Saved entries -
= = =
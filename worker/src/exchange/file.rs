use std::{
    io,
    num::NonZeroUsize,
    path::{Path, PathBuf},
};

use log::debug;
use machine_learning::{ParameterVector, params::decode_cohort};
use sha2::{Digest, Sha256};
use tokio::{fs, io::AsyncWriteExt};

use super::{ExchangeRecord, ExchangeStore, WorkerId};
use crate::{Result, WorkerErr};

/// How the vectors of a run are laid out on disk.
#[derive(Debug, Clone, PartialEq, Eq)]
pub enum Layout {
    /// One slot per worker and round: `dir/round-{r}/worker-{id}.json`, each next to a
    /// `worker-{id}.json.sha256` digest that readers check before decoding.
    Shared { dir: PathBuf },
    /// A single private file for this worker's latest vector, and one cohort file collected by
    /// the coordinator side holding every participant's vector in collection order.
    ///
    /// The private file gets a digest sidecar too, the collected cohort file carries none and is
    /// trusted as written.
    Snapshot { own: PathBuf, cohort: PathBuf },
}

/// Exchange store backed by the filesystem.
#[derive(Debug, Clone)]
pub struct FileStore {
    worker: WorkerId,
    cohort: NonZeroUsize,
    layout: Layout,
}

impl FileStore {
    /// Creates a new `FileStore`.
    ///
    /// # Arguments
    /// * `worker` - This worker's identity, the only slot it ever writes.
    /// * `cohort` - The number of participants every read must find.
    /// * `layout` - Where slots live.
    pub fn new(worker: WorkerId, cohort: NonZeroUsize, layout: Layout) -> Self {
        Self {
            worker,
            cohort,
            layout,
        }
    }

    pub fn layout(&self) -> &Layout {
        &self.layout
    }

    fn round_dir(dir: &Path, round: u64) -> PathBuf {
        dir.join(format!("round-{round}"))
    }

    fn slot_path(dir: &Path, round: u64, worker: WorkerId) -> PathBuf {
        Self::round_dir(dir, round).join(format!("worker-{worker}.json"))
    }

    async fn read_shared(&self, dir: &Path, round: u64) -> Result<ExchangeRecord> {
        let mut entries = Vec::with_capacity(self.cohort.get());

        for worker in 0..self.cohort.get() {
            let path = Self::slot_path(dir, round, worker);
            let text = read_entry(&path, round).await?;
            let expected = read_entry(&digest_path(&path), round).await?;
            if expected.trim() != digest(text.as_bytes()) {
                return Err(WorkerErr::Exchange {
                    round,
                    detail: format!("{} does not match its digest", path.display()),
                });
            }

            let params = ParameterVector::from_json(&text).map_err(|e| WorkerErr::Exchange {
                round,
                detail: format!("{} is corrupt: {e}", path.display()),
            })?;

            entries.push((worker, params));
        }

        Ok(ExchangeRecord::new(entries))
    }

    async fn read_snapshot(&self, cohort_path: &Path, round: u64) -> Result<ExchangeRecord> {
        let text = read_entry(cohort_path, round).await?;
        let vectors = decode_cohort(&text).map_err(|e| WorkerErr::Exchange {
            round,
            detail: format!("{} is corrupt: {e}", cohort_path.display()),
        })?;

        if vectors.len() != self.cohort.get() {
            return Err(WorkerErr::Exchange {
                round,
                detail: format!(
                    "{} holds {} vectors, the cohort has {}",
                    cohort_path.display(),
                    vectors.len(),
                    self.cohort
                ),
            });
        }

        Ok(ExchangeRecord::new(
            vectors.into_iter().enumerate().collect(),
        ))
    }
}

impl ExchangeStore for FileStore {
    async fn publish(&mut self, round: u64, params: &ParameterVector) -> Result<()> {
        let path = match &self.layout {
            Layout::Shared { dir } => Self::slot_path(dir, round, self.worker),
            Layout::Snapshot { own, .. } => own.clone(),
        };

        let text = params.to_json().map_err(|e| WorkerErr::Exchange {
            round,
            detail: format!("cannot encode own parameters: {e}"),
        })?;

        write_durable(&path, text.as_bytes()).await?;
        write_durable(&digest_path(&path), digest(text.as_bytes()).as_bytes()).await?;
        debug!(worker_id = self.worker, round = round; "published to {}", path.display());
        Ok(())
    }

    async fn read_all(&self, round: u64) -> Result<ExchangeRecord> {
        match &self.layout {
            Layout::Shared { dir } => self.read_shared(dir, round).await,
            Layout::Snapshot { cohort, .. } => self.read_snapshot(cohort, round).await,
        }
    }

    async fn retire(&mut self, round: u64) -> Result<()> {
        let Layout::Shared { dir } = &self.layout else {
            return Ok(());
        };

        let slot = Self::slot_path(dir, round, self.worker);
        remove_if_present(&digest_path(&slot)).await?;
        remove_if_present(&slot).await?;

        // Only the last worker to retire finds the round directory empty.
        let round_dir = Self::round_dir(dir, round);
        if let Err(e) = fs::remove_dir(&round_dir).await {
            debug!(round = round; "keeping {}: {e}", round_dir.display());
        }

        debug!(worker_id = self.worker, round = round; "retired own slot");
        Ok(())
    }
}

/// Lowercase hex SHA-256 of `data`.
fn digest(data: &[u8]) -> String {
    let mut hasher = Sha256::new();
    hasher.update(data);
    hex::encode(hasher.finalize())
}

fn digest_path(path: &Path) -> PathBuf {
    let mut name = path.as_os_str().to_owned();
    name.push(".sha256");
    PathBuf::from(name)
}

async fn remove_if_present(path: &Path) -> io::Result<()> {
    match fs::remove_file(path).await {
        Err(e) if e.kind() != io::ErrorKind::NotFound => Err(e),
        _ => Ok(()),
    }
}

async fn read_entry(path: &Path, round: u64) -> Result<String> {
    match fs::read_to_string(path).await {
        Ok(text) => Ok(text),
        Err(e) if e.kind() == io::ErrorKind::NotFound => Err(WorkerErr::Exchange {
            round,
            detail: format!("{} is missing", path.display()),
        }),
        Err(e) => Err(e.into()),
    }
}

/// Writes `data` to a sibling temp file, syncs it and renames it over `path`, then syncs the
/// parent directory so the rename itself survives a crash.
///
/// Readers see either the previous contents or the complete new ones.
async fn write_durable(path: &Path, data: &[u8]) -> io::Result<()> {
    let parent = path.parent().filter(|p| !p.as_os_str().is_empty());
    if let Some(parent) = parent {
        fs::create_dir_all(parent).await?;
    }

    let mut tmp_name = path.as_os_str().to_owned();
    tmp_name.push(".tmp");
    let tmp = PathBuf::from(tmp_name);

    let mut file = fs::File::create(&tmp).await?;
    file.write_all(data).await?;
    file.sync_all().await?;
    drop(file);

    fs::rename(&tmp, path).await?;
    sync_dir(parent.unwrap_or(Path::new("."))).await
}

#[cfg(unix)]
async fn sync_dir(dir: &Path) -> io::Result<()> {
    fs::File::open(dir).await?.sync_all().await
}

#[cfg(not(unix))]
async fn sync_dir(dir: &Path) -> io::Result<()> {
    // Directories cannot be opened for syncing here, the rename is as durable as it gets.
    debug!("not syncing {}", dir.display());
    Ok(())
}

#[cfg(test)]
mod tests {
    use std::{
        env, process,
        sync::atomic::{AtomicUsize, Ordering},
    };

    use super::*;

    static NEXT_DIR: AtomicUsize = AtomicUsize::new(0);

    fn scratch_dir() -> PathBuf {
        let n = NEXT_DIR.fetch_add(1, Ordering::Relaxed);
        env::temp_dir().join(format!("worker-exchange-{}-{n}", process::id()))
    }

    fn cohort(n: usize) -> NonZeroUsize {
        NonZeroUsize::new(n).unwrap()
    }

    #[tokio::test]
    async fn shared_layout_reads_back_every_slot() -> Result<()> {
        let dir = scratch_dir();
        let layout = Layout::Shared { dir: dir.clone() };
        let mut a = FileStore::new(0, cohort(2), layout.clone());
        let mut b = FileStore::new(1, cohort(2), layout);

        a.publish(3, &ParameterVector::from_flat(vec![1.0, 2.0])).await?;
        b.publish(3, &ParameterVector::from_flat(vec![3.0, 4.0])).await?;

        assert!(dir.join("round-3").join("worker-1.json").exists());
        assert!(dir.join("round-3").join("worker-1.json.sha256").exists());
        assert!(!dir.join("round-3").join("worker-1.json.tmp").exists());

        let record = b.read_all(3).await?;
        assert_eq!(record.len(), 2);
        assert_eq!(record.get(0), Some(&ParameterVector::from_flat(vec![1.0, 2.0])));

        fs::remove_dir_all(&dir).await?;
        Ok(())
    }

    #[tokio::test]
    async fn shared_layout_refuses_a_partial_cohort() -> Result<()> {
        let dir = scratch_dir();
        let mut a = FileStore::new(0, cohort(2), Layout::Shared { dir: dir.clone() });
        a.publish(1, &ParameterVector::from_flat(vec![1.0])).await?;

        let err = a.read_all(1).await.unwrap_err();
        assert!(err.to_string().contains("worker-1.json is missing"), "{err}");

        fs::remove_dir_all(&dir).await?;
        Ok(())
    }

    #[tokio::test]
    async fn corrupt_slot_is_an_exchange_error() -> Result<()> {
        let dir = scratch_dir();
        let store = FileStore::new(0, cohort(1), Layout::Shared { dir: dir.clone() });

        let slot = FileStore::slot_path(&dir, 1, 0);
        fs::create_dir_all(slot.parent().unwrap()).await?;
        fs::write(&slot, "[[1, 2").await?;
        fs::write(digest_path(&slot), digest(b"[[1, 2")).await?;

        let err = store.read_all(1).await.unwrap_err();
        assert!(matches!(err, WorkerErr::Exchange { round: 1, .. }));

        fs::remove_dir_all(&dir).await?;
        Ok(())
    }

    #[tokio::test]
    async fn snapshot_layout_reads_the_collected_cohort() -> Result<()> {
        let dir = scratch_dir();
        let layout = Layout::Snapshot {
            own: dir.join("simple.json"),
            cohort: dir.join("models.json"),
        };
        let mut store = FileStore::new(0, cohort(2), layout);

        store
            .publish(1, &ParameterVector::from_flat(vec![0.5, 1.5]))
            .await?;
        let own = fs::read_to_string(dir.join("simple.json")).await?;
        assert_eq!(own, "[[0.5,1.5]]");

        fs::write(dir.join("models.json"), format!(r#"[{own:?}, [[2.5, 3.5]]]"#)).await?;
        let record = store.read_all(1).await?;
        assert_eq!(
            record.into_vectors(),
            vec![
                ParameterVector::from_flat(vec![0.5, 1.5]),
                ParameterVector::from_flat(vec![2.5, 3.5]),
            ]
        );

        fs::remove_dir_all(&dir).await?;
        Ok(())
    }

    #[tokio::test]
    async fn snapshot_layout_requires_the_whole_cohort() -> Result<()> {
        let dir = scratch_dir();
        let layout = Layout::Snapshot {
            own: dir.join("simple.json"),
            cohort: dir.join("models.json"),
        };
        let mut store = FileStore::new(0, cohort(3), layout);
        store.publish(1, &ParameterVector::from_flat(vec![1.0])).await?;

        fs::write(dir.join("models.json"), "[[[1.0]], [[2.0]]]").await?;
        let err = store.read_all(1).await.unwrap_err();
        assert!(err.to_string().contains("holds 2 vectors"), "{err}");

        fs::remove_dir_all(&dir).await?;
        Ok(())
    }

    #[tokio::test]
    async fn tampered_slot_fails_its_digest() -> Result<()> {
        let dir = scratch_dir();
        let layout = Layout::Shared { dir: dir.clone() };
        let mut a = FileStore::new(0, cohort(2), layout.clone());
        let mut b = FileStore::new(1, cohort(2), layout);

        a.publish(1, &ParameterVector::from_flat(vec![1.0, 2.0])).await?;
        b.publish(1, &ParameterVector::from_flat(vec![3.0, 4.0])).await?;

        // Still valid JSON of the same shape, only the value changed.
        let slot = FileStore::slot_path(&dir, 1, 1);
        let text = fs::read_to_string(&slot).await?;
        fs::write(&slot, text.replace("4.0", "9.0")).await?;

        let err = a.read_all(1).await.unwrap_err();
        assert!(matches!(err, WorkerErr::Exchange { round: 1, .. }), "{err}");
        assert!(err.to_string().contains("does not match its digest"), "{err}");

        fs::remove_dir_all(&dir).await?;
        Ok(())
    }

    #[tokio::test]
    async fn slot_without_digest_is_refused() -> Result<()> {
        let dir = scratch_dir();
        let mut store = FileStore::new(0, cohort(1), Layout::Shared { dir: dir.clone() });
        store.publish(2, &ParameterVector::from_flat(vec![1.0])).await?;

        let slot = FileStore::slot_path(&dir, 2, 0);
        fs::remove_file(digest_path(&slot)).await?;

        let err = store.read_all(2).await.unwrap_err();
        assert!(err.to_string().contains("worker-0.json.sha256 is missing"), "{err}");

        fs::remove_dir_all(&dir).await?;
        Ok(())
    }

    #[tokio::test]
    async fn durable_write_creates_parents_and_leaves_no_temp_file() -> Result<()> {
        let dir = scratch_dir();
        let path = dir.join("a").join("b").join("slot.json");

        write_durable(&path, b"first").await?;
        write_durable(&path, b"second").await?;

        assert_eq!(fs::read_to_string(&path).await?, "second");
        assert!(!dir.join("a").join("b").join("slot.json.tmp").exists());

        fs::remove_dir_all(&dir).await?;
        Ok(())
    }

    #[tokio::test]
    async fn retired_rounds_are_removed_once_every_slot_is_gone() -> Result<()> {
        let dir = scratch_dir();
        let layout = Layout::Shared { dir: dir.clone() };
        let mut a = FileStore::new(0, cohort(2), layout.clone());
        let mut b = FileStore::new(1, cohort(2), layout);

        for store in [&mut a, &mut b] {
            store.publish(1, &ParameterVector::from_flat(vec![1.0])).await?;
            store.publish(2, &ParameterVector::from_flat(vec![2.0])).await?;
        }

        a.retire(1).await?;
        assert!(!FileStore::slot_path(&dir, 1, 0).exists());
        assert!(FileStore::slot_path(&dir, 1, 1).exists());

        b.retire(1).await?;
        assert!(!dir.join("round-1").exists());
        assert_eq!(a.read_all(2).await?.len(), 2);

        // Retiring twice, or a round never published, is harmless.
        b.retire(1).await?;
        b.retire(7).await?;

        fs::remove_dir_all(&dir).await?;
        Ok(())
    }
}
= = =
WORK REQUIRED - Please tally the lines of the entries that hold "hasher" and give only the resulting number.

ANSWER TO THE EXERCISE - 3